Fortschrittliche Maistechnologien werden den Maisanbau weltweit verändern

Der niedrig wachsende Mais von Bayer ist in die Entwicklungsphase 4 eingetreten und damit der Markteinführung einen weiteren Schritt nähergekommen. Die Halme der Pflanzen sind um ein Drittel kürzer als beim herkömmlichen Mais. Die Technologie verleiht dem Mais mehr Standfestigkeit und Stabilität, um auch unter schwierigen Umweltbedingungen und bei extremen Wetterereignissen wie starken Winden Ernteausfälle zu reduzieren. Niedrig wachsender Mais ermöglicht den präziseren Einsatz von Pflanzenschutzmitteln und einen optimierten Einsatz wichtiger Ressourcen wie Stickstoffdünger. Dank dieser Vorteile rechnet Bayer allein für Nordamerika mit einem Spitzenumsatzpotenzial von rund einer Milliarde Euro.

Zudem arbeitet das Unternehmen an einem umfassenden Systemansatz für einen nachhaltigeren Maisanbau. Das Smart Corn System bietet eine völlig neue Anbaustruktur für eine der weltweit wichtigsten Kulturpflanzen. Landwirte haben damit die Möglichkeit, die gesamte Bandbreite des Bayer-Portfolios auszuschöpfen – von digitalen Tools bis hin zu individuellen Saatgut- und Pflanzenschutzempfehlungen, vom Gesundheitsmanagement für Pflanzen bis hin zur optimalen Bepflanzungsdichte. Das Smart Corn System kommt so gleichzeitig den Landwirten, der Nachhaltigkeit und der Ernährungssicherheit zugute.
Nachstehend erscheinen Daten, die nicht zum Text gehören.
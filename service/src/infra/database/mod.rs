//! [`Database`]-related implementations.

#[cfg(test)]
pub(crate) mod mock;
#[cfg(feature = "postgres")]
pub mod postgres;

use derive_more::{Display, Error as StdError, From};

#[cfg(feature = "postgres")]
pub use self::postgres::Postgres;

/// Database operation.
pub use common::Handler as Database;

/// [`Database`] error.
#[derive(Debug, Display, From, StdError)]
pub enum Error {
    #[cfg(feature = "postgres")]
    /// [`Postgres`] error.
    Postgres(postgres::Error),

    /// Violation of the exclusion constraint with the provided name, raised
    /// by the in-memory [`Database`].
    #[cfg(test)]
    #[display("Exclusion constraint `{_0}` is violated")]
    #[from(ignore)]
    MockExclusionViolation(#[error(not(source))] &'static str),
}

impl Error {
    /// Checks whether this [`Error`] is a violation of the unique constraint
    /// with the provided name.
    ///
    /// Any unique constraint matches if no name is provided.
    #[must_use]
    pub fn is_unique_violation(&self, constraint: Option<&str>) -> bool {
        match *self {
            #[cfg(feature = "postgres")]
            Self::Postgres(ref e) => e.is_unique_violation(constraint),
            #[cfg(test)]
            Self::MockExclusionViolation(_) => false,
        }
    }

    /// Checks whether this [`Error`] is a violation of the exclusion
    /// constraint with the provided name.
    ///
    /// Any exclusion constraint matches if no name is provided.
    #[must_use]
    pub fn is_exclusion_violation(&self, constraint: Option<&str>) -> bool {
        match *self {
            #[cfg(feature = "postgres")]
            Self::Postgres(ref e) => e.is_exclusion_violation(constraint),
            #[cfg(test)]
            Self::MockExclusionViolation(name) => {
                constraint.map_or(true, |c| c == name)
            }
        }
    }
}
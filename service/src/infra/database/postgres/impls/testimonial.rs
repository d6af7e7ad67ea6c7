//! [`Testimonial`]-related [`Database`] implementations.

use common::operations::{By, Delete, Insert, Lock, Select, Update};
use tokio_postgres::Row;
use tracerr::Traced;

use crate::{
    domain::{testimonial, user, Testimonial},
    infra::{
        database::{self, postgres::Connection, Postgres},
        Database,
    },
    read,
};

/// Columns of the `testimonials` table to build a [`Testimonial`] from.
const COLUMNS: &str = "\
    id, author_id, name, rating, text, reported_by, \
    created_at, updated_at";

/// Builds a [`Testimonial`] out of the provided [`Row`] having [`COLUMNS`].
fn from_row(row: &Row) -> Testimonial {
    Testimonial {
        id: row.get("id"),
        author_id: row.get("author_id"),
        name: row.get("name"),
        rating: u8::try_from(row.get::<_, i16>("rating"))
            .ok()
            .and_then(testimonial::Rating::new)
            .expect("`rating` is checked by constraint"),
        text: row.get("text"),
        reported_by: row.get("reported_by"),
        created_at: row.get("created_at"),
        updated_at: row.get("updated_at"),
    }
}

impl<C> Database<Select<By<Option<Testimonial>, testimonial::Id>>>
    for Postgres<C>
where
    C: Connection,
{
    type Ok = Option<Testimonial>;
    type Err = Traced<database::Error>;

    async fn execute(
        &self,
        Select(by): Select<By<Option<Testimonial>, testimonial::Id>>,
    ) -> Result<Self::Ok, Self::Err> {
        // Avoid subtle change for SQL.
        let id: testimonial::Id = by.into_inner();

        let sql = format!(
            "SELECT {COLUMNS} \
             FROM testimonials \
             WHERE id = $1::UUID",
        );
        Ok(self
            .query_opt(&sql, &[&id])
            .await
            .map_err(tracerr::wrap!())?
            .as_ref()
            .map(from_row))
    }
}

impl<C> Database<Select<By<Vec<Testimonial>, read::testimonial::Newest>>>
    for Postgres<C>
where
    C: Connection,
{
    type Ok = Vec<Testimonial>;
    type Err = Traced<database::Error>;

    async fn execute(
        &self,
        Select(by): Select<By<Vec<Testimonial>, read::testimonial::Newest>>,
    ) -> Result<Self::Ok, Self::Err> {
        let read::testimonial::Newest { limit } = by.into_inner();
        // `LIMIT NULL` doesn't limit anything.
        let limit = limit.map(i64::from);

        let sql = format!(
            "SELECT {COLUMNS} \
             FROM testimonials \
             ORDER BY created_at DESC, id \
             LIMIT $1::INT8",
        );
        Ok(self
            .query(&sql, &[&limit])
            .await
            .map_err(tracerr::wrap!())?
            .iter()
            .map(from_row)
            .collect())
    }
}

impl<C> Database<Insert<Testimonial>> for Postgres<C>
where
    C: Connection,
    Self: Database<Update<Testimonial>, Ok = (), Err = Traced<database::Error>>,
{
    type Ok = ();
    type Err = Traced<database::Error>;

    async fn execute(
        &self,
        Insert(testimonial): Insert<Testimonial>,
    ) -> Result<Self::Ok, Self::Err> {
        self.execute(Update(testimonial))
            .await
            .map_err(tracerr::wrap!())
    }
}

impl<C> Database<Update<Testimonial>> for Postgres<C>
where
    C: Connection,
{
    type Ok = ();
    type Err = Traced<database::Error>;

    async fn execute(
        &self,
        Update(testimonial): Update<Testimonial>,
    ) -> Result<Self::Ok, Self::Err> {
        let Testimonial {
            id,
            author_id,
            name,
            rating,
            text,
            reported_by,
            created_at,
            updated_at,
        } = testimonial;

        const SQL: &str = "\
            INSERT INTO testimonials (\
                id, author_id, name, rating, text, reported_by, \
                created_at, updated_at\
            ) \
            VALUES (\
                $1::UUID, $2::UUID, $3::VARCHAR, $4::INT2, $5::VARCHAR, \
                $6::UUID[], \
                $7::TIMESTAMPTZ, $8::TIMESTAMPTZ\
            ) \
            ON CONFLICT (id) DO UPDATE \
            SET rating = EXCLUDED.rating, \
                text = EXCLUDED.text, \
                reported_by = EXCLUDED.reported_by, \
                updated_at = EXCLUDED.updated_at";
        self.exec(
            SQL,
            &[
                &id,
                &author_id,
                &name,
                &i16::from(rating.stars()),
                &text,
                &reported_by,
                &created_at,
                &updated_at,
            ],
        )
        .await
        .map_err(tracerr::wrap!())
        .map(drop)
    }
}

impl<C> Database<Delete<By<Testimonial, testimonial::Id>>> for Postgres<C>
where
    C: Connection,
{
    type Ok = ();
    type Err = Traced<database::Error>;

    async fn execute(
        &self,
        Delete(by): Delete<By<Testimonial, testimonial::Id>>,
    ) -> Result<Self::Ok, Self::Err> {
        // Avoid subtle change for SQL.
        let id: testimonial::Id = by.into_inner();

        const SQL: &str = "\
            DELETE FROM testimonials \
            WHERE id = $1::UUID";
        self.exec(SQL, &[&id])
            .await
            .map_err(tracerr::wrap!())
            .map(drop)
    }
}

impl<C> Database<Delete<By<Vec<Testimonial>, user::Id>>> for Postgres<C>
where
    C: Connection,
{
    type Ok = ();
    type Err = Traced<database::Error>;

    async fn execute(
        &self,
        Delete(by): Delete<By<Vec<Testimonial>, user::Id>>,
    ) -> Result<Self::Ok, Self::Err> {
        // Avoid subtle change for SQL.
        let author_id: user::Id = by.into_inner();

        const SQL: &str = "\
            DELETE FROM testimonials \
            WHERE author_id = $1::UUID";
        self.exec(SQL, &[&author_id])
            .await
            .map_err(tracerr::wrap!())
            .map(drop)
    }
}

impl<W, C> Database<Lock<By<W, testimonial::Id>>> for Postgres<C>
where
    C: Connection,
{
    type Ok = ();
    type Err = Traced<database::Error>;

    async fn execute(
        &self,
        Lock(by): Lock<By<W, testimonial::Id>>,
    ) -> Result<Self::Ok, Self::Err> {
        // Avoid subtle change for SQL.
        let id: testimonial::Id = by.into_inner();

        const SQL: &str = "\
            INSERT INTO testimonials_lock \
            VALUES ($1::UUID) \
            ON CONFLICT (id) DO UPDATE \
            SET id = EXCLUDED.id";
        self.exec(SQL, &[&id])
            .await
            .map_err(tracerr::wrap!())
            .map(drop)
    }
}
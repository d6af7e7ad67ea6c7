//! [`Command`] for cancelling a [`Booking`] by its renter.

use common::{
    operations::{By, Commit, Lock, Select, Transact, Transacted, Update},
    Date, DateTime,
};
use derive_more::{Display, Error, From};
use tracerr::Traced;

use crate::{
    domain::{booking, user, Booking},
    infra::{database, Database},
    Service,
};

use super::Command;

/// [`Command`] for cancelling a [`Booking`] by its renter, freeing the booked
/// dates.
///
/// Only [`Booking`]s which haven't started yet may be cancelled.
#[derive(Clone, Copy, Debug)]
pub struct CancelBooking {
    /// ID of the [`Booking`] to be cancelled.
    pub booking_id: booking::Id,

    /// ID of the [`User`] cancelling the [`Booking`].
    ///
    /// [`User`]: crate::domain::User
    pub by: user::Id,
}

impl<Db> Command<CancelBooking> for Service<Db>
where
    Db: Database<Transact, Err = Traced<database::Error>>,
    Transacted<Db>: Database<
            Lock<By<Booking, booking::Id>>,
            Ok = (),
            Err = Traced<database::Error>,
        > + Database<
            Select<By<Option<Booking>, booking::Id>>,
            Ok = Option<Booking>,
            Err = Traced<database::Error>,
        > + Database<Update<Booking>, Err = Traced<database::Error>>
        + Database<Commit, Err = Traced<database::Error>>,
{
    type Ok = Booking;
    type Err = Traced<ExecutionError>;

    async fn execute(&self, cmd: CancelBooking) -> Result<Self::Ok, Self::Err> {
        use ExecutionError as E;

        let CancelBooking { booking_id, by } = cmd;

        let tx = self
            .database()
            .execute(Transact)
            .await
            .map_err(tracerr::map_from_and_wrap!(=> E))?;

        // Avoid concurrent actions upon the same `Booking`.
        tx.execute(Lock(By::new(booking_id)))
            .await
            .map_err(tracerr::map_from_and_wrap!(=> E))?;

        let mut booking = tx
            .execute(Select(By::<Option<Booking>, _>::new(booking_id)))
            .await
            .map_err(tracerr::map_from_and_wrap!(=> E))?
            .ok_or(E::BookingNotExists(booking_id))
            .map_err(tracerr::wrap!())?;
        if booking.user_id != by {
            return Err(tracerr::new!(E::NotAuthorized(by)));
        }
        if booking.status.is_final() {
            return Err(tracerr::new!(E::AlreadyFinal(booking.status)));
        }
        if booking.pickup_date() < Date::today() {
            return Err(tracerr::new!(E::PastBooking(booking.pickup_date())));
        }

        booking.status = booking::Status::Cancelled;
        booking.updated_at = DateTime::now().coerce();
        tx.execute(Update(booking.clone()))
            .await
            .map_err(tracerr::map_from_and_wrap!(=> E))
            .map(drop)?;
        tx.execute(Commit)
            .await
            .map_err(tracerr::map_from_and_wrap!(=> E))
            .map(drop)?;

        tracing::info!(booking.id = %booking.id, "`Booking` cancelled");

        Ok(booking)
    }
}

/// Error of [`CancelBooking`] [`Command`] execution.
#[derive(Debug, Display, Error, From)]
pub enum ExecutionError {
    /// [`Booking`] is already cancelled or completed.
    #[display("`Booking` is already `{_0}`")]
    #[from(ignore)]
    AlreadyFinal(#[error(not(source))] booking::Status),

    /// [`Booking`] doesn't exist.
    #[display("`Booking(id: {_0})` does not exist")]
    #[from(ignore)]
    BookingNotExists(#[error(not(source))] booking::Id),

    /// [`Database`] error.
    #[display("`Database` operation failed: {_0}")]
    Db(database::Error),

    /// [`User`] is not the renter of the [`Booking`].
    ///
    /// [`User`]: crate::domain::User
    #[display("`User(id: {_0})` is not the renter of the `Booking`")]
    #[from(ignore)]
    NotAuthorized(#[error(not(source))] user::Id),

    /// [`Booking`] has already started.
    #[display("`Booking` has started on `{_0}`")]
    #[from(ignore)]
    PastBooking(#[error(not(source))] Date),
}

#[cfg(test)]
pub(crate) mod spec {
    use common::{money::Currency, DateRange, DateTime, Money};

    use crate::{
        domain::{
            booking::{self, Contact, PaymentMethod, Status},
            user, Booking, User,
        },
        infra::database::mock::{fixture, Mock},
        Command as _,
    };

    use super::{CancelBooking, ExecutionError};

    /// Stores a new [`Booking`] of a fresh [`Car`] of the `owner` by the
    /// `renter`.
    ///
    /// [`Car`]: crate::domain::Car
    pub(crate) fn booking(
        db: &Mock,
        owner: &User,
        renter: &User,
        period: DateRange,
        status: Status,
    ) -> Booking {
        let car = fixture::car(db, owner, 1000);
        let booking = Booking {
            id: booking::Id::new(),
            car_id: car.id,
            user_id: renter.id,
            owner_id: owner.id,
            period,
            status,
            price: Booking::price_for(car.price_per_day, &period).unwrap(),
            payment_method: PaymentMethod::Maya,
            customer_contact: Contact::not_provided(),
            owner_contact: Contact::not_provided(),
            created_at: DateTime::now().coerce(),
            updated_at: DateTime::now().coerce(),
        };
        drop(db.state().bookings.insert(booking.id, booking.clone()));
        booking
    }

    #[tokio::test]
    async fn cancels_once() {
        let svc = fixture::service();
        let db = svc.database().clone();
        let owner = fixture::user(&db, "owner", user::Role::Owner, None);
        let renter = fixture::user(&db, "renter", user::Role::User, None);
        let b = booking(
            &db,
            &owner,
            &renter,
            fixture::days(0, 2),
            Status::Confirmed,
        );
        let cmd = CancelBooking {
            booking_id: b.id,
            by: renter.id,
        };

        let cancelled = svc.execute(cmd).await.unwrap();
        assert_eq!(cancelled.status, Status::Cancelled);
        assert_eq!(db.state().bookings[&b.id].status, Status::Cancelled);

        let err = svc.execute(cmd).await.unwrap_err();
        assert!(
            matches!(err.as_ref(), ExecutionError::AlreadyFinal(_)),
            "{err}",
        );
    }

    #[tokio::test]
    async fn rejects_completed() {
        let svc = fixture::service();
        let db = svc.database().clone();
        let owner = fixture::user(&db, "owner", user::Role::Owner, None);
        let renter = fixture::user(&db, "renter", user::Role::User, None);
        let b = booking(
            &db,
            &owner,
            &renter,
            fixture::days(2, 4),
            Status::Completed,
        );

        let err = svc
            .execute(CancelBooking {
                booking_id: b.id,
                by: renter.id,
            })
            .await
            .unwrap_err();

        assert!(
            matches!(err.as_ref(), ExecutionError::AlreadyFinal(_)),
            "{err}",
        );
    }

    #[tokio::test]
    async fn rejects_started() {
        let svc = fixture::service();
        let db = svc.database().clone();
        let owner = fixture::user(&db, "owner", user::Role::Owner, None);
        let renter = fixture::user(&db, "renter", user::Role::User, None);
        let b = booking(
            &db,
            &owner,
            &renter,
            fixture::days(-1, 2),
            Status::Pending,
        );

        let err = svc
            .execute(CancelBooking {
                booking_id: b.id,
                by: renter.id,
            })
            .await
            .unwrap_err();

        assert!(
            matches!(err.as_ref(), ExecutionError::PastBooking(_)),
            "{err}",
        );
        assert_eq!(db.state().bookings[&b.id].status, Status::Pending);
    }

    #[tokio::test]
    async fn forbids_owner() {
        let svc = fixture::service();
        let db = svc.database().clone();
        let owner = fixture::user(&db, "owner", user::Role::Owner, None);
        let renter = fixture::user(&db, "renter", user::Role::User, None);
        let b = booking(
            &db,
            &owner,
            &renter,
            fixture::days(2, 4),
            Status::Pending,
        );

        let err = svc
            .execute(CancelBooking {
                booking_id: b.id,
                by: owner.id,
            })
            .await
            .unwrap_err();

        assert!(
            matches!(err.as_ref(), ExecutionError::NotAuthorized(_)),
            "{err}",
        );
    }
}
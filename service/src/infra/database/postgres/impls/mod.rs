//! [`Database`] implementations.

#![allow(
    clippy::items_after_statements,
    reason = "`const SQL` after statements"
)]
#![allow(clippy::too_many_lines, reason = "SQL-related code a bit verbose")]

mod booking;
mod car;
mod testimonial;
mod user;

use async_trait::async_trait;
use common::operations::{Commit, Transact};
use refinery_core::{
    traits::r#async::{AsyncQuery, AsyncTransaction},
    AsyncMigrate, Migration,
};
use tracerr::Traced;

use crate::infra::{database, postgres, Database};

use super::{NonTx, Postgres, Tx};

impl Database<Transact> for Postgres<NonTx> {
    type Ok = Postgres<Tx>;
    type Err = Traced<database::Error>;

    async fn execute(&self, _: Transact) -> Result<Self::Ok, Self::Err> {
        Ok(Postgres(Tx::from_non_tx(self.0.clone())))
    }
}

impl Database<Transact> for Postgres<Tx> {
    type Ok = Self;
    type Err = Traced<database::Error>;

    async fn execute(&self, _: Transact) -> Result<Self::Ok, Self::Err> {
        Ok(self.clone())
    }
}

impl Database<Commit> for Postgres<Tx> {
    type Ok = ();
    type Err = Traced<database::Error>;

    async fn execute(&self, _: Commit) -> Result<Self::Ok, Self::Err> {
        self.commit().await.map_err(tracerr::wrap!())
    }
}

#[async_trait]
impl AsyncTransaction for Postgres {
    type Error = Traced<database::Error>;

    async fn execute(
        &mut self,
        queries: &[&str],
    ) -> Result<usize, Self::Error> {
        let mut conn = self
            .0
            .pool
            .get()
            .await
            .map_err(tracerr::from_and_wrap!(=> postgres::Error))
            .map_err(tracerr::map_from)?;
        AsyncTransaction::execute(&mut **conn, queries)
            .await
            .map_err(tracerr::from_and_wrap!(=> postgres::Error))
            .map_err(tracerr::map_from)
    }
}

#[async_trait]
impl AsyncQuery<Vec<Migration>> for Postgres {
    async fn query(
        &mut self,
        query: &str,
    ) -> Result<Vec<Migration>, <Self as AsyncTransaction>::Error> {
        let mut conn = self
            .0
            .pool
            .get()
            .await
            .map_err(tracerr::from_and_wrap!(=> postgres::Error))
            .map_err(tracerr::map_from)?;
        AsyncQuery::query(&mut **conn, query)
            .await
            .map_err(tracerr::from_and_wrap!(=> postgres::Error))
            .map_err(tracerr::map_from)
    }
}

impl AsyncMigrate for Postgres {}
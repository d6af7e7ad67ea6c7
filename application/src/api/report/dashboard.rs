//! [`Dashboard`] report definition.

use std::sync::OnceLock;

use common::Money;
use juniper::graphql_object;
use service::query;

use crate::{api, Context};

/// Converts the provided count into a GraphQL `Int`, saturating on overflow.
fn count(n: usize) -> i32 {
    i32::try_from(n).unwrap_or(i32::MAX)
}

/// Report summarizing `Car`s and `Booking`s of an owner.
#[derive(Clone, Debug)]
pub struct Dashboard {
    /// Underlying [`query::report::dashboard::Output`].
    output: query::report::dashboard::Output,

    /// Newest [`api::Booking`]s of this report.
    recent_bookings: OnceLock<Vec<api::Booking>>,
}

impl From<query::report::dashboard::Output> for Dashboard {
    fn from(output: query::report::dashboard::Output) -> Self {
        Self {
            output,
            recent_bookings: OnceLock::new(),
        }
    }
}

/// Report summarizing `Car`s and `Booking`s of an owner.
#[graphql_object(name = "OwnerDashboard", context = Context)]
impl Dashboard {
    /// Number of `Car`s listed by the owner.
    #[tracing::instrument(
        skip_all,
        fields(
            gql.name = "OwnerDashboard.totalCars",
            otel.name = api::Query::SPAN_NAME,
        ),
    )]
    #[must_use]
    pub fn total_cars(&self) -> i32 {
        count(self.output.total_cars)
    }

    /// Number of all `Booking`s of the owner's `Car`s.
    #[tracing::instrument(
        skip_all,
        fields(
            gql.name = "OwnerDashboard.totalBookings",
            otel.name = api::Query::SPAN_NAME,
        ),
    )]
    #[must_use]
    pub fn total_bookings(&self) -> i32 {
        count(self.output.total_bookings)
    }

    /// Number of `PENDING` `Booking`s.
    #[tracing::instrument(
        skip_all,
        fields(
            gql.name = "OwnerDashboard.pendingBookings",
            otel.name = api::Query::SPAN_NAME,
        ),
    )]
    #[must_use]
    pub fn pending_bookings(&self) -> i32 {
        count(self.output.pending_bookings)
    }

    /// Number of `CONFIRMED` `Booking`s.
    #[tracing::instrument(
        skip_all,
        fields(
            gql.name = "OwnerDashboard.confirmedBookings",
            otel.name = api::Query::SPAN_NAME,
        ),
    )]
    #[must_use]
    pub fn confirmed_bookings(&self) -> i32 {
        count(self.output.confirmed_bookings)
    }

    /// Number of `COMPLETED` `Booking`s.
    #[tracing::instrument(
        skip_all,
        fields(
            gql.name = "OwnerDashboard.completedBookings",
            otel.name = api::Query::SPAN_NAME,
        ),
    )]
    #[must_use]
    pub fn completed_bookings(&self) -> i32 {
        count(self.output.completed_bookings)
    }

    /// Newest `Booking`s of the owner's `Car`s, the newest first.
    #[tracing::instrument(
        skip_all,
        fields(
            gql.name = "OwnerDashboard.recentBookings",
            otel.name = api::Query::SPAN_NAME,
        ),
    )]
    #[must_use]
    pub fn recent_bookings(&self) -> &[api::Booking] {
        self.recent_bookings
            .get_or_init(|| {
                self.output
                    .recent_bookings
                    .iter()
                    .cloned()
                    .map(Into::into)
                    .collect()
            })
            .as_slice()
    }

    /// Revenue of `CONFIRMED` and `COMPLETED` `Booking`s created in the
    /// current month, one amount per currency.
    #[tracing::instrument(
        skip_all,
        fields(
            gql.name = "OwnerDashboard.monthlyRevenue",
            otel.name = api::Query::SPAN_NAME,
        ),
    )]
    #[must_use]
    pub fn monthly_revenue(&self) -> &[Money] {
        &self.output.monthly_revenue
    }
}
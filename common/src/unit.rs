//! Marker types.

/// Marker type describing an entity creation.
#[derive(Clone, Copy, Debug)]
pub struct Creation;

/// Marker type describing an entity modification.
#[derive(Clone, Copy, Debug)]
pub struct Modification;

/// Marker type describing an entity expiration.
#[derive(Clone, Copy, Debug)]
pub struct Expiration;
//! [`Command`] for reporting an inappropriate [`Testimonial`].

use common::operations::{
    By, Commit, Delete, Lock, Select, Transact, Transacted, Update,
};
use derive_more::{Display, Error, From};
use tracerr::Traced;

use crate::{
    domain::{testimonial, user, Testimonial},
    infra::{database, Database},
    Service,
};

use super::Command;

/// [`Command`] for reporting a [`Testimonial`] by a [`User`].
///
/// Every [`User`] may report a [`Testimonial`] only once. The
/// [`Testimonial`] is deleted once it collects
/// [`Testimonial::REMOVAL_REPORTS`].
///
/// [`User`]: crate::domain::User
#[derive(Clone, Copy, Debug)]
pub struct ReportTestimonial {
    /// ID of the [`Testimonial`] to be reported.
    pub testimonial_id: testimonial::Id,

    /// ID of the [`User`] reporting the [`Testimonial`].
    ///
    /// [`User`]: crate::domain::User
    pub by: user::Id,
}

/// Outcome of a [`ReportTestimonial`] [`Command`].
#[derive(Clone, Debug)]
pub enum Output {
    /// [`Testimonial`] is kept with the new report.
    Reported(Testimonial),

    /// [`Testimonial`] is deleted as reported too many times.
    Removed,
}

impl<Db> Command<ReportTestimonial> for Service<Db>
where
    Db: Database<Transact, Err = Traced<database::Error>>,
    Transacted<Db>: Database<
            Lock<By<Testimonial, testimonial::Id>>,
            Ok = (),
            Err = Traced<database::Error>,
        > + Database<
            Select<By<Option<Testimonial>, testimonial::Id>>,
            Ok = Option<Testimonial>,
            Err = Traced<database::Error>,
        > + Database<Update<Testimonial>, Err = Traced<database::Error>>
        + Database<
            Delete<By<Testimonial, testimonial::Id>>,
            Err = Traced<database::Error>,
        > + Database<Commit, Err = Traced<database::Error>>,
{
    type Ok = Output;
    type Err = Traced<ExecutionError>;

    async fn execute(
        &self,
        cmd: ReportTestimonial,
    ) -> Result<Self::Ok, Self::Err> {
        use ExecutionError as E;

        let ReportTestimonial { testimonial_id, by } = cmd;

        let tx = self
            .database()
            .execute(Transact)
            .await
            .map_err(tracerr::map_from_and_wrap!(=> E))?;

        // Avoid concurrent edits and reports of the same `Testimonial`.
        tx.execute(Lock(By::new(testimonial_id)))
            .await
            .map_err(tracerr::map_from_and_wrap!(=> E))?;

        let mut testimonial = tx
            .execute(Select(By::<Option<Testimonial>, _>::new(testimonial_id)))
            .await
            .map_err(tracerr::map_from_and_wrap!(=> E))?
            .ok_or(E::TestimonialNotExists(testimonial_id))
            .map_err(tracerr::wrap!())?;
        if !testimonial.report(by) {
            return Err(tracerr::new!(E::AlreadyReported(by)));
        }

        let output = if testimonial.is_to_be_removed() {
            tx.execute(Delete(By::<Testimonial, _>::new(testimonial_id)))
                .await
                .map_err(tracerr::map_from_and_wrap!(=> E))
                .map(drop)?;
            Output::Removed
        } else {
            tx.execute(Update(testimonial.clone()))
                .await
                .map_err(tracerr::map_from_and_wrap!(=> E))
                .map(drop)?;
            Output::Reported(testimonial)
        };
        tx.execute(Commit)
            .await
            .map_err(tracerr::map_from_and_wrap!(=> E))
            .map(drop)?;

        if matches!(output, Output::Removed) {
            tracing::info!(
                testimonial.id = %testimonial_id,
                "`Testimonial` removed as reported too many times",
            );
        }

        Ok(output)
    }
}

/// Error of [`ReportTestimonial`] [`Command`] execution.
#[derive(Debug, Display, Error, From)]
pub enum ExecutionError {
    /// [`User`] has reported the [`Testimonial`] already.
    ///
    /// [`User`]: crate::domain::User
    #[display("`User(id: {_0})` has reported the `Testimonial` already")]
    #[from(ignore)]
    AlreadyReported(#[error(not(source))] user::Id),

    /// [`Database`] error.
    #[display("`Database` operation failed: {_0}")]
    Db(database::Error),

    /// [`Testimonial`] doesn't exist.
    #[display("`Testimonial(id: {_0})` does not exist")]
    #[from(ignore)]
    TestimonialNotExists(#[error(not(source))] testimonial::Id),
}

#[cfg(test)]
mod spec {
    use crate::{
        domain::{testimonial, user, Testimonial},
        infra::database::mock::fixture,
        Command as _,
    };

    use super::{ExecutionError, Output, ReportTestimonial};

    #[tokio::test]
    async fn counts_single_report_per_user() {
        let svc = fixture::service();
        let db = svc.database().clone();
        let author = fixture::user(&db, "author", user::Role::User, None);
        let reporter = fixture::user(&db, "reporter", user::Role::User, None);
        let t = fixture::testimonial(&db, author.id);
        let cmd = ReportTestimonial {
            testimonial_id: t.id,
            by: reporter.id,
        };

        let out = svc.execute(cmd).await.unwrap();

        let Output::Reported(reported) = out else {
            panic!("`Testimonial` is removed after a single report");
        };
        assert_eq!(reported.reported_by, [reporter.id]);

        let err = svc.execute(cmd).await.unwrap_err();
        assert!(
            matches!(err.as_ref(), ExecutionError::AlreadyReported(_)),
            "{err}",
        );
        assert_eq!(db.state().testimonials[&t.id].reported_by.len(), 1);
    }

    #[tokio::test]
    async fn removes_on_threshold() {
        let svc = fixture::service();
        let db = svc.database().clone();
        let author = fixture::user(&db, "author", user::Role::User, None);
        let t = fixture::testimonial(&db, author.id);

        for n in 1..=Testimonial::REMOVAL_REPORTS {
            let out = svc
                .execute(ReportTestimonial {
                    testimonial_id: t.id,
                    by: user::Id::new(),
                })
                .await
                .unwrap();

            if n < Testimonial::REMOVAL_REPORTS {
                assert!(matches!(out, Output::Reported(_)), "report #{n}");
                assert!(db.state().testimonials.contains_key(&t.id));
            } else {
                assert!(matches!(out, Output::Removed), "report #{n}");
            }
        }
        assert!(!db.state().testimonials.contains_key(&t.id));
    }

    #[tokio::test]
    async fn rejects_unknown_testimonial() {
        let svc = fixture::service();

        let err = svc
            .execute(ReportTestimonial {
                testimonial_id: testimonial::Id::new(),
                by: user::Id::new(),
            })
            .await
            .unwrap_err();

        assert!(
            matches!(err.as_ref(), ExecutionError::TestimonialNotExists(_)),
            "{err}",
        );
    }
}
Zukunftsweisende Pipeline für Saatgut und Pflanzeneigenschaften: Höchste Priorität für die Bedürfnisse der Landwirte

Das Engagement von Bayer für eine nachhaltige Landwirtschaft und für seine Kunden, wird durch wesentliche Fortschritte bei den Pflanzeneigenschaften gestärkt. So konnten wichtige Produkte in die nächste Phase der Entwicklung überführt werden.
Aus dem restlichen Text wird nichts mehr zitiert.